Without being privy to the inside of Keane’s mind, I am pretty confident that he would quickly size up Pietersen as a member of the prawn-sandwich eaters he so unflinchingly disparaged once.

Or at the least, a Chelsea supporter, which Pietersen happens to be, and which could be the same thing, really.

The pair have come together in an unintentional spiritual union during the last week, unleashing the kind of rage on the page that might keep alive the deadest of all literary endeavours – the truly relevant sporting autobiography.

Keane’s new book Second Half sounds like a written version of his venomous incident with Alf-Inge Haaland, the recipient of a studs-out, knee-high scythe.

Pietersen's new tome, KP, meanwhile, has all the preening and arrogant dismissiveness of his flamingo shot, diminishing the credentials of his one-time coach, Andy Flower, and teammate Matt Prior.

If these are the outpourings from the minds of two athletes who are successful and largely fulfilled, then the frustration and anger of those who somehow did not make it are not even worth thinking about. Those might burn the pages they are printed upon.

Because this is what has been easiest to overlook in all the coverage of their angst: the pair, difficult as they may have been for their managers to handle and teammates to endure, were immensely successful. They were also part of immensely successful sides.

In the burgeoning canon of difficult-to-handle sportsmen, these two were actually did well, and by the sound of it, you may not get that sense from their books.

Sure, their previous autobiographies have celebrated their highs, and there does remain something unfinished about both their businesses: Pietersen could arguably have played on for England, as Keane could have for Manchester United.

Both were serial winners. They achieved much, if not all, of what they set out to. Pietersen won multiple Ashes and even a rare world title for England. He is their highest international run-getter.

Keane won everything a club footballer can hope to win, most of it multiple times, some of it simultaneously. He did not just play for one of the most successful clubs of all time; he became, for a while, their improbable soul.

And they are this sour? Their discontent probably says many things, but one underscores an elemental truth about modern sports, its athletes and those who follow and live for it. That is, that this entire machine is insatiable. Nothing is ever enough for it.

There is no quenching its various thirsts for more, not that of the already-successful sportsman who wants more success, more fame or infamy, more money, more plaudits and power. Nor is it ever enough for the rest of us, who want more and more out of our sportsmen.

We want Pietersen and Keane to be more than a mere cricketer and a footballer. We want them to mean more than just winning and losing, which are, after all, pretty arbitrary and fluid ideas.

Where is the depth in those concepts, anyway? Somebody always wins and somebody always loses.

But we want to love Pietersen, or loathe him. We want to be reviled and scared by Keane's bluntness and rage. We want their obsessions and neuroses in front of us, alongside their beauty and their ugliness.

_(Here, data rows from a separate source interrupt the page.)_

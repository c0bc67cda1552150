//! Dashboard pages, one per route
//!
//! The dashboard shell renders the header and sidebar; everything right of
//! the sidebar is drawn here based on `state.router.current`.

use crate::domain_models::{NodeStatus, TicketPriority};
use crate::palette::catalog::{
    ANALYTICS_PATH, CLIENTS_PATH, INVENTORY_PATH, NETWORK_PATH, OVERVIEW_PATH, SETTINGS_PATH,
    TICKETS_PATH,
};
use crate::state::AppState;
use netserve_theme::Theme;
use ratatui::{
    layout::{Alignment, Constraint, Layout, Rect},
    style::{Color, Modifier, Style, Stylize},
    text::{Line, Span},
    widgets::{BarChart, Block, Borders, Cell, Paragraph, Row, Table},
    Frame,
};

/// Render the page registered for the current route
pub fn render_page(state: &AppState, area: Rect, f: &mut Frame) {
    match state.router.current.as_str() {
        OVERVIEW_PATH => render_overview(state, area, f),
        TICKETS_PATH => render_tickets(state, area, f),
        CLIENTS_PATH => render_clients(state, area, f),
        NETWORK_PATH => render_network(state, area, f),
        INVENTORY_PATH => render_inventory(state, area, f),
        ANALYTICS_PATH => render_analytics(state, area, f),
        SETTINGS_PATH => render_settings(state, area, f),
        other => render_not_found(other, &state.theme, area, f),
    }
}

fn page_block(title: &str, theme: &Theme) -> Block<'static> {
    Block::default()
        .borders(Borders::ALL)
        .title(format!(" {} ", title))
        .title_style(theme.panel_title().add_modifier(Modifier::BOLD))
        .border_style(theme.panel_border())
        .style(theme.panel_background())
}

/// Bordered table with a styled header row
fn render_table(
    f: &mut Frame,
    area: Rect,
    theme: &Theme,
    title: &str,
    headers: &[&str],
    rows: Vec<Row>,
    widths: &[Constraint],
) {
    let header_style = theme.table_header();
    let header = Row::new(headers.iter().map(|h| Cell::from(*h).style(header_style)))
        .style(header_style)
        .height(1);

    let table = Table::new(rows, widths.to_vec())
        .header(header)
        .block(page_block(title, theme))
        .column_spacing(2);
    f.render_widget(table, area);
}

fn render_overview(state: &AppState, area: Rect, f: &mut Frame) {
    let theme = &state.theme;
    let data = &state.data;

    let [tiles_area, rest] =
        Layout::vertical([Constraint::Length(5), Constraint::Min(0)]).areas(area);
    let tiles = Layout::horizontal([Constraint::Ratio(1, 4); 4]).split(tiles_area);

    let kpis = [
        ("Open tickets", data.open_tickets().to_string(), theme.warning()),
        (
            "SLA compliance",
            format!("{:.1}%", data.sla_compliance()),
            theme.success(),
        ),
        (
            "Avg. uptime",
            format!("{:.2}%", data.average_uptime()),
            theme.accent(),
        ),
        ("Clients", data.clients.len().to_string(), theme.text()),
    ];

    for ((label, value, style), tile) in kpis.into_iter().zip(tiles.iter()) {
        let paragraph = Paragraph::new(vec![
            Line::from(Span::styled(value, style.add_modifier(Modifier::BOLD))),
            Line::from(Span::styled(label, theme.muted())),
        ])
        .alignment(Alignment::Center)
        .block(
            Block::default()
                .borders(Borders::ALL)
                .border_style(theme.panel_border())
                .style(theme.panel_background()),
        );
        f.render_widget(paragraph, *tile);
    }

    let node_summary = Line::from(vec![
        Span::styled("Network: ", theme.text_secondary()),
        Span::styled(
            format!("{} online", data.nodes_with_status(NodeStatus::Online)),
            theme.success(),
        ),
        Span::raw("  "),
        Span::styled(
            format!("{} degraded", data.nodes_with_status(NodeStatus::Degraded)),
            theme.warning(),
        ),
        Span::raw("  "),
        Span::styled(
            format!("{} offline", data.nodes_with_status(NodeStatus::Offline)),
            theme.error(),
        ),
    ]);

    let mut lines = vec![node_summary, Line::from("")];
    lines.extend(
        data.tickets
            .iter()
            .filter(|t| t.open && t.priority == TicketPriority::Critical)
            .map(|t| {
                Line::from(vec![
                    Span::styled("● ", theme.error()),
                    Span::styled(format!("{} ", t.code), theme.text().bold()),
                    Span::styled(format!("{} ({})", t.subject, t.client), theme.text()),
                ])
            }),
    );

    f.render_widget(
        Paragraph::new(lines).block(page_block("Overview", theme)),
        rest,
    );
}

fn priority_color(priority: TicketPriority, theme: &Theme) -> Color {
    match priority {
        TicketPriority::Critical => theme.status_error,
        TicketPriority::High => theme.status_warning,
        TicketPriority::Medium => theme.status_info,
        TicketPriority::Low => theme.text_muted,
    }
}

fn render_tickets(state: &AppState, area: Rect, f: &mut Frame) {
    let theme = &state.theme;
    let rows = state
        .data
        .tickets
        .iter()
        .map(|t| {
            let status = if t.open { "Open" } else { "Closed" };
            Row::new(vec![
                Cell::from(t.code.clone()),
                Cell::from(t.subject.clone()),
                Cell::from(t.client.clone()),
                Cell::from(t.priority.label())
                    .style(Style::default().fg(priority_color(t.priority, theme))),
                Cell::from(status),
            ])
            .style(theme.text())
        })
        .collect();

    render_table(
        f,
        area,
        theme,
        "Ticket Manager",
        &["Code", "Subject", "Client", "Priority", "Status"],
        rows,
        &[
            Constraint::Length(9),
            Constraint::Percentage(35),
            Constraint::Percentage(25),
            Constraint::Length(9),
            Constraint::Length(7),
        ],
    );
}

fn render_clients(state: &AppState, area: Rect, f: &mut Frame) {
    let theme = &state.theme;
    let rows = state
        .data
        .clients
        .iter()
        .map(|c| {
            Row::new(vec![
                Cell::from(c.id.to_string()),
                Cell::from(c.name.clone()),
                Cell::from(c.tier.clone()),
                Cell::from(c.region.clone()),
            ])
            .style(theme.text())
        })
        .collect();

    render_table(
        f,
        area,
        theme,
        "Clients",
        &["ID", "Name", "Tier", "Region"],
        rows,
        &[
            Constraint::Length(8),
            Constraint::Percentage(45),
            Constraint::Length(8),
            Constraint::Min(10),
        ],
    );
}

fn render_network(state: &AppState, area: Rect, f: &mut Frame) {
    let theme = &state.theme;
    let rows = state
        .data
        .nodes
        .iter()
        .map(|n| {
            let color = match n.status {
                NodeStatus::Online => theme.status_success,
                NodeStatus::Degraded => theme.status_warning,
                NodeStatus::Offline => theme.status_error,
            };
            let latency = if n.status == NodeStatus::Offline {
                "-".to_string()
            } else {
                format!("{} ms", n.latency_ms)
            };
            Row::new(vec![
                Cell::from(n.hostname.clone()),
                Cell::from(n.site.clone()),
                Cell::from(n.status.label()).style(Style::default().fg(color)),
                Cell::from(latency),
                Cell::from(format!("{:.2}%", n.uptime_pct)),
            ])
            .style(theme.text())
        })
        .collect();

    render_table(
        f,
        area,
        theme,
        "Network Monitor",
        &["Host", "Site", "Status", "Latency", "Uptime"],
        rows,
        &[
            Constraint::Length(18),
            Constraint::Length(14),
            Constraint::Length(9),
            Constraint::Length(8),
            Constraint::Length(8),
        ],
    );
}

fn render_inventory(state: &AppState, area: Rect, f: &mut Frame) {
    let theme = &state.theme;
    let rows = state
        .data
        .assets
        .iter()
        .map(|a| {
            Row::new(vec![
                Cell::from(a.tag.clone()),
                Cell::from(a.kind.clone()),
                Cell::from(a.model.clone()),
                Cell::from(a.assigned_to.clone()),
            ])
            .style(theme.text())
        })
        .collect();

    render_table(
        f,
        area,
        theme,
        "Inventory",
        &["Tag", "Type", "Model", "Assigned to"],
        rows,
        &[
            Constraint::Length(8),
            Constraint::Length(9),
            Constraint::Percentage(35),
            Constraint::Min(10),
        ],
    );
}

fn render_analytics(state: &AppState, area: Rect, f: &mut Frame) {
    let theme = &state.theme;
    let [chart_area, report_area] =
        Layout::vertical([Constraint::Min(8), Constraint::Length(3)]).areas(area);

    let chart = BarChart::default()
        .block(page_block("Analytics - tickets per month", theme))
        .data(state.data.ticket_volume.as_slice())
        .bar_width(6)
        .bar_gap(2)
        .bar_style(Style::default().fg(theme.chart_bar))
        .value_style(
            Style::default()
                .fg(theme.chart_value)
                .bg(theme.chart_bar)
                .add_modifier(Modifier::BOLD),
        )
        .label_style(theme.text_secondary());
    f.render_widget(chart, chart_area);

    let report_line = if state.report.generating {
        Line::from(Span::styled("Generating BI report...", theme.warning().italic()))
    } else if let Some(name) = &state.report.last_report {
        Line::from(vec![
            Span::styled("Last report: ", theme.text_secondary()),
            Span::styled(name.as_str(), theme.success()),
        ])
    } else {
        let hint = state
            .keymap
            .compact_hint_for_command(crate::command_id::CommandId::ReportGenerate)
            .unwrap_or_default();
        Line::from(vec![
            Span::styled("Press ", theme.muted()),
            Span::styled(hint, theme.key_hint().bold()),
            Span::styled(" to generate a BI report", theme.muted()),
        ])
    };
    f.render_widget(
        Paragraph::new(report_line).block(page_block("Reports", theme)),
        report_area,
    );
}

fn render_settings(state: &AppState, area: Rect, f: &mut Frame) {
    let theme = &state.theme;
    let config = &state.config;
    let row = |label: &str, value: String| {
        Line::from(vec![
            Span::styled(format!("{:<18}", label), theme.text_secondary()),
            Span::styled(value, theme.text()),
        ])
    };

    let config_path = netserve_config::app_config_path()
        .map(|p| p.display().to_string())
        .unwrap_or_else(|| "(no config directory)".to_string());

    let lines = vec![
        row("Company", config.company_name.clone()),
        row("Operators", config.operators.len().to_string()),
        row("Login delay", format!("{} ms", config.login_delay_ms)),
        row("Report delay", format!("{} ms", config.report_delay_ms)),
        row("Config file", config_path),
    ];
    f.render_widget(
        Paragraph::new(lines).block(page_block("Settings", theme)),
        area,
    );
}

fn render_not_found(path: &str, theme: &Theme, area: Rect, f: &mut Frame) {
    let lines = vec![
        Line::from(Span::styled("Route not found", theme.error().bold())),
        Line::from(Span::styled(path.to_string(), theme.muted())),
    ];
    f.render_widget(
        Paragraph::new(lines)
            .alignment(Alignment::Center)
            .block(page_block("404", theme)),
        area,
    );
}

We want them to be awkward and difficult in trying to fit their individuality into collectives. We want them to be vengeful. We want them to be vindictive and jealous and petty and greedy because, well, that makes them easier to understand.

In simpler words, we want them to be us, or at least like us in some real, relatable way. So if these autobiographies come to be seen as an extravagant form of public revenge, then what is more human than the urge for payback?

And this is what the two books are ultimately telling us. Sometimes the games are actually the least of what we want from sport and its athletes.